(something) Unbound (anyway)
It didn't get a lot of attention after the debate, but Martha Raddatz attacked Donald Trump because of his answers, at one point. The closest I can get to it, without finding a complete video of the whole debate, is what Charlie Pierce noted:
TRUMP: The biggest problem I have with the stupidity of our foreign policy, we have Mosul. We have ... coming out of Washington and Iraq, we will be attacking mosul in three or four weeks. All of these bad leaders from ISIS are leaving Mosul. Why can't they do it quietly? Why can't they do the attack, make it a sneak attack and after the attack is made, inform the American public that we've knocked out the leaders, we've had a tremendous success. People leave. Why do they have to say we're going to be attacking mosul within the next four to six weeks which is what they're saying. How stupid is our country.Ms. Raddatz's RPG launcher was to explain to Mr. Trump, as one would explain to a recalitrant and obstinate child, that the Pentagon actually had people in it who knew things Mr. Trump didn't, and acted as they did for reasons Mr. Trump obviously couldn't fathom. She did, in other words, Mrs. Clinton's job for her.
Moderator Martha Raddatz, who's seen more combat than Trump has allegedly groped starlets, at this point appeared to be looking around for a RPG launcher to end this whole exercise.
And good on her (Ms. Raddatz) for doing so.

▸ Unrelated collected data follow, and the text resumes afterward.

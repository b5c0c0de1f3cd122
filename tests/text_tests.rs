//! Slug, search-key, and entity-decoding behavior.

use cardex::domain::text::{decode_entities, normalize_for_search, slugify};

#[test]
fn slugify_strips_diacritics() {
    assert_eq!(slugify("Šamorín"), "samorin");
    assert_eq!(slugify("Casino Café de Paris"), "casino-cafe-de-paris");
}

#[test]
fn slugify_matches_ascii_spelling() {
    assert_eq!(slugify("Šamorín Casino"), slugify("Samorin Casino"));
}

#[test]
fn slugify_collapses_whitespace_and_hyphens() {
    assert_eq!(slugify("Banco  Casino   Bratislava"), "banco-casino-bratislava");
    assert_eq!(slugify("Rebuy - Stars"), "rebuy-stars");
    assert_eq!(slugify("--edge--case--"), "edge-case");
}

#[test]
fn slugify_drops_punctuation() {
    assert_eq!(slugify("King's Resort!"), "kings-resort");
}

#[test]
fn slugify_is_idempotent() {
    for name in ["Šamorín Casino", "Banco Casino Bratislava", "King's Resort", ""] {
        let once = slugify(name);
        assert_eq!(slugify(&once), once);
    }
}

#[test]
fn slugify_empty_input() {
    assert_eq!(slugify(""), "");
    assert_eq!(slugify("   "), "");
    assert_eq!(slugify("!!!"), "");
}

#[test]
fn normalize_for_search_is_diacritic_insensitive() {
    assert_eq!(normalize_for_search("Šamorín"), "samorin");
    assert_eq!(normalize_for_search("ŠAMORÍN"), normalize_for_search("šamorín"));
}

#[test]
fn decode_named_entities() {
    assert_eq!(decode_entities("Bally&apos;s &amp; Co"), "Bally's & Co");
    assert_eq!(decode_entities("&lt;tag&gt; &quot;q&quot;"), "<tag> \"q\"");
}

#[test]
fn decode_numeric_entities() {
    assert_eq!(decode_entities("Caf&#233;"), "Café");
    assert_eq!(decode_entities("Caf&#xE9;"), "Café");
}

#[test]
fn decode_leaves_unknown_references_alone() {
    assert_eq!(decode_entities("R&D department"), "R&D department");
    assert_eq!(decode_entities("&bogus; &"), "&bogus; &");
    assert_eq!(decode_entities(""), "");
}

And then today, this happened:
CNN host Carol Costello cut off a conversation with Donald Trump spokeswoman Katrina Pierson on Tuesday, saying that it "was going nowhere."You can read the transcript of the exchange, or even watch the video, at the link. Donald Trump announced via Twitter that the "shackles" are off. Are these signs the media is feeling the same way, that playing the game presuming both sides in this discussion are fair-minded and level-headed, has finally given way to seeing Trump & Co. for who they are? I don't mean that in the partisan sense of Trump being the Id of the GOP; I mean it in the literal sense of Trump spewing so many lies (on the debate stage alone) that one has to throw up one's hands in despair, or to try to staunch the flow (his lies in the second debate stand at 33). Trump lies freely, fulsomely, ferociously. At some point it can't be treated like the usual political puffery and promising; it has to be treated as what it is: bullshit.
And worse than that; poison in the body politic, arsenic and lead and strychnine, meant only to kill off as much opposition as possible, so much belief and understanding in the function of government, that Trump can take power and wield it as he sees fit. Omerosa Manigault said in the Frontline documentary on Trump and Clinton:
“Every critic, every detractor, will have to bow down to president Trump.... It’s everyone who’s ever doubted Donald, who ever disagreed, who ever challenged him. It is the ultimate revenge to become the most powerful man in the universe.”
In the context of the documentary, she was referring to Trump's humiliation at the hands of Pres. Obama at the White House Correspondent's dinner in 2011. There is no reason left not to see this as Trump's reason for running for the highest office in the land.
And no reason left not to treat him as the frightening monster that quote paints him to be. Maybe the press is starting to get some clue about that.
For lagniappe, check out Bob Schieffer's refusal to blame both sides equally, and Joy Reid's refusal to go quietly into that good night. But even Bob Schieffer realizes we can't let this continue to happen, at least not without comment.